> **Aim of the task**
Print the data that follows exactly, leaving nothing out.

Extracted entries below:

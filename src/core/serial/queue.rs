//! Pending command queue
//! Holds dispense commands that could not be written because the device was
//! unavailable. Entries leave the head only after a confirmed write; a failed
//! replay puts the entry back at the head.

use std::collections::VecDeque;

use chrono::{DateTime, Utc};
use serde::Serialize;

use crate::core::serial::commands::DispenseCommand;

/// One deferred dispense request
#[derive(Debug, Clone, PartialEq, Serialize)]
pub struct QueuedCommand {
    pub command: DispenseCommand,
    pub reason: String,
    pub queued_at: DateTime<Utc>,
}

impl QueuedCommand {
    pub fn new(command: DispenseCommand, reason: String) -> Self {
        Self {
            command,
            reason,
            queued_at: Utc::now(),
        }
    }

    pub fn amount(&self) -> u8 {
        self.command.amount()
    }

    /// Time spent waiting in the queue, as of `now`
    pub fn age(&self, now: DateTime<Utc>) -> chrono::Duration {
        now.signed_duration_since(self.queued_at)
    }
}

/// Returned by [`CommandQueue::enqueue`] when a configured bound is reached.
/// Hands the rejected entry back to the caller.
#[derive(Debug)]
pub struct QueueFull(pub QueuedCommand);

/// FIFO of pending dispense commands
#[derive(Debug, Default)]
pub struct CommandQueue {
    entries: VecDeque<QueuedCommand>,
    capacity: Option<usize>,
}

impl CommandQueue {
    /// Creates a queue. `None` means unbounded.
    pub fn new(capacity: Option<usize>) -> Self {
        Self {
            entries: VecDeque::new(),
            capacity,
        }
    }

    /// Appends at the tail
    pub fn enqueue(&mut self, entry: QueuedCommand) -> Result<usize, QueueFull> {
        if self.is_full() {
            return Err(QueueFull(entry));
        }
        self.entries.push_back(entry);
        Ok(self.entries.len())
    }

    /// Removes the head entry for a write attempt
    pub fn pop_front(&mut self) -> Option<QueuedCommand> {
        self.entries.pop_front()
    }

    /// Puts an entry whose write failed back at the head. Ignores the bound:
    /// the entry was already accepted.
    pub fn requeue_front(&mut self, entry: QueuedCommand) {
        self.entries.push_front(entry);
    }

    pub fn len(&self) -> usize {
        self.entries.len()
    }

    pub fn is_empty(&self) -> bool {
        self.entries.is_empty()
    }

    pub fn is_full(&self) -> bool {
        self.capacity
            .map(|capacity| self.entries.len() >= capacity)
            .unwrap_or(false)
    }

    /// Snapshot of the pending entries, head first
    pub fn snapshot(&self) -> Vec<QueuedCommand> {
        self.entries.iter().cloned().collect()
    }
}
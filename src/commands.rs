//! Caller-facing commands
//! This module defines the operations an outer request layer (HTTP, console)
//! invokes. Bodies and responses use the JSON shapes of the table's API.

use serde::{Deserialize, Serialize};
use serde_json::Value;

use crate::core::DispenseOutcome;
use crate::core::serial::{ConnectionStatus, DispenseCommand, QueuedCommand};
use crate::state::AppState;

/// Body of a dispense request: `{ "amount": 5, "reason": "Quest reward" }`.
/// `amount` stays untyped so a wrong type is reported as a validation error.
#[derive(Debug, Deserialize)]
pub struct DispenseRequest {
    #[serde(default)]
    pub amount: Option<Value>,
    #[serde(default)]
    pub reason: Option<String>,
}

/// Reply to an accepted dispense request
#[derive(Debug, Clone, PartialEq, Serialize)]
pub struct DispenseResponse {
    pub success: bool,
    pub queued: bool,
    pub amount: u8,
    /// Set once the coins were written to the dispenser
    pub dispensed: Option<u8>,
    pub message: String,
}

impl DispenseResponse {
    fn from_outcome(outcome: DispenseOutcome) -> Result<Self, String> {
        match outcome {
            DispenseOutcome::Dispatched { amount } => Ok(Self {
                success: true,
                queued: false,
                amount,
                dispensed: Some(amount),
                message: "Coins dispensed successfully".to_string(),
            }),
            DispenseOutcome::Queued { amount } => Ok(Self {
                success: true,
                queued: true,
                amount,
                dispensed: None,
                message: "Dispenser unavailable, coins queued for delivery".to_string(),
            }),
            DispenseOutcome::Rejected { reason } => Err(reason),
        }
    }
}

/// Dispenses coins from a JSON request body
///
/// # Arguments
/// * `app_state` - The application state
/// * `body` - The request body
///
/// # Returns
/// The response for an accepted request. A malformed request is the only
/// error; an offline dispenser still answers with `queued: true`.
pub async fn dispense_coins(app_state: &AppState, body: Value) -> Result<DispenseResponse, String> {
    let request: DispenseRequest = serde_json::from_value(body)
        .map_err(|e| format!("Invalid dispense request: {}", e))?;
    let command = DispenseCommand::from_json(request.amount.as_ref()).map_err(|e| e.to_string())?;

    let outcome = app_state
        .dispenser
        .submit(command, request.reason.as_deref())
        .await
        .map_err(|e| e.to_string())?;
    DispenseResponse::from_outcome(outcome)
}

/// Returns the current dispenser connection status
pub fn device_status(app_state: &AppState) -> ConnectionStatus {
    app_state.dispenser.status()
}

/// Lists the dispense commands waiting for the dispenser, oldest first
pub async fn pending_dispenses(app_state: &AppState) -> Result<Vec<QueuedCommand>, String> {
    app_state
        .dispenser
        .pending_commands()
        .await
        .map_err(|e| e.to_string())
}

/// Asks the connection manager to reconnect now instead of waiting for its timer
pub fn reconnect_device(app_state: &AppState) -> Result<(), String> {
    app_state.dispenser.initialize().map_err(|e| e.to_string())
}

End of Extracted entries.

> **Finished task**
filename src/core/serial/queue.rs
//! Pending command queue
//! Holds dispense commands that could not be written because the device was
//! unavailable. Entries leave the head only after a confirmed write; a failed
//! replay puts the entry back at the head.

use std::collections::VecDeque;

use chrono::{DateTime, Utc};
use serde::Serialize;

use crate::core::serial::commands::DispenseCommand;

/// One deferred dispense request
#[derive(Debug, Clone, PartialEq, Serialize)]
pub struct QueuedCommand {
    pub command: DispenseCommand,
    pub reason: String,
    pub queued_at: DateTime<Utc>,
}

impl QueuedCommand {
    pub fn new(command: DispenseCommand, reason: String) -> Self {
        Self {
            command,
            reason,
            queued_at: Utc::now(),
        }
    }

    pub fn amount(&self) -> u8 {
        self.command.amount()
    }

    /// Time spent waiting in the queue, as of `now`
    pub fn age(&self, now: DateTime<Utc>) -> chrono::Duration {
        now.signed_duration_since(self.queued_at)
    }
}

/// Returned by [`CommandQueue::enqueue`] when a configured bound is reached.
/// Hands the rejected entry back to the caller.
#[derive(Debug)]
pub struct QueueFull(pub QueuedCommand);

/// FIFO of pending dispense commands
#[derive(Debug, Default)]
pub struct CommandQueue {
    entries: VecDeque<QueuedCommand>,
    capacity: Option<usize>,
}

impl CommandQueue {
    /// Creates a queue. `None` means unbounded.
    pub fn new(capacity: Option<usize>) -> Self {
        Self {
            entries: VecDeque::new(),
            capacity,
        }
    }

    /// Appends at the tail
    pub fn enqueue(&mut self, entry: QueuedCommand) -> Result<usize, QueueFull> {
        if self.is_full() {
            return Err(QueueFull(entry));
        }
        self.entries.push_back(entry);
        Ok(self.entries.len())
    }

    /// Removes the head entry for a write attempt
    pub fn pop_front(&mut self) -> Option<QueuedCommand> {
        self.entries.pop_front()
    }

    /// Puts an entry whose write failed back at the head. Ignores the bound:
    /// the entry was already accepted.
    pub fn requeue_front(&mut self, entry: QueuedCommand) {
        self.entries.push_front(entry);
    }

    pub fn len(&self) -> usize {
        self.entries.len()
    }

    pub fn is_empty(&self) -> bool {
        self.entries.is_empty()
    }

    pub fn is_full(&self) -> bool {
        self.capacity
            .map(|capacity| self.entries.len() >= capacity)
            .unwrap_or(false)
    }

    /// Snapshot of the pending entries, head first
    pub fn snapshot(&self) -> Vec<QueuedCommand> {
        self.entries.iter().cloned().collect()
    }
}
filename src/commands.rs
//! Caller-facing commands
//! This module defines the operations an outer request layer (HTTP, console)
//! invokes. Bodies and responses use the JSON shapes of the table's API.

use serde::{Deserialize, Serialize};
use serde_json::Value;

use crate::core::DispenseOutcome;
use crate::core::serial::{ConnectionStatus, DispenseCommand, QueuedCommand};
use crate::state::AppState;

/// Body of a dispense request: `{ "amount": 5, "reason": "Quest reward" }`.
/// `amount` stays untyped so a wrong type is reported as a validation error.
#[derive(Debug, Deserialize)]
pub struct DispenseRequest {
    #[serde(default)]
    pub amount: Option<Value>,
    #[serde(default)]
    pub reason: Option<String>,
}

/// Reply to an accepted dispense request
#[derive(Debug, Clone, PartialEq, Serialize)]
pub struct DispenseResponse {
    pub success: bool,
    pub queued: bool,
    pub amount: u8,
    /// Set once the coins were written to the dispenser
    pub dispensed: Option<u8>,
    pub message: String,
}

impl DispenseResponse {
    fn from_outcome(outcome: DispenseOutcome) -> Result<Self, String> {
        match outcome {
            DispenseOutcome::Dispatched { amount } => Ok(Self {
                success: true,
                queued: false,
                amount,
                dispensed: Some(amount),
                message: "Coins dispensed successfully".to_string(),
            }),
            DispenseOutcome::Queued { amount } => Ok(Self {
                success: true,
                queued: true,
                amount,
                dispensed: None,
                message: "Dispenser unavailable, coins queued for delivery".to_string(),
            }),
            DispenseOutcome::Rejected { reason } => Err(reason),
        }
    }
}

/// Dispenses coins from a JSON request body
///
/// # Arguments
/// * `app_state` - The application state
/// * `body` - The request body
///
/// # Returns
/// The response for an accepted request. A malformed request is the only
/// error; an offline dispenser still answers with `queued: true`.
pub async fn dispense_coins(app_state: &AppState, body: Value) -> Result<DispenseResponse, String> {
    let request: DispenseRequest = serde_json::from_value(body)
        .map_err(|e| format!("Invalid dispense request: {}", e))?;
    let command = DispenseCommand::from_json(request.amount.as_ref()).map_err(|e| e.to_string())?;

    let outcome = app_state
        .dispenser
        .submit(command, request.reason.as_deref())
        .await
        .map_err(|e| e.to_string())?;
    DispenseResponse::from_outcome(outcome)
}

/// Returns the current dispenser connection status
pub fn device_status(app_state: &AppState) -> ConnectionStatus {
    app_state.dispenser.status()
}

/// Lists the dispense commands waiting for the dispenser, oldest first
pub async fn pending_dispenses(app_state: &AppState) -> Result<Vec<QueuedCommand>, String> {
    app_state
        .dispenser
        .pending_commands()
        .await
        .map_err(|e| e.to_string())
}

/// Asks the connection manager to reconnect now instead of waiting for its timer
pub fn reconnect_device(app_state: &AppState) -> Result<(), String> {
    app_state.dispenser.initialize().map_err(|e| e.to_string())
}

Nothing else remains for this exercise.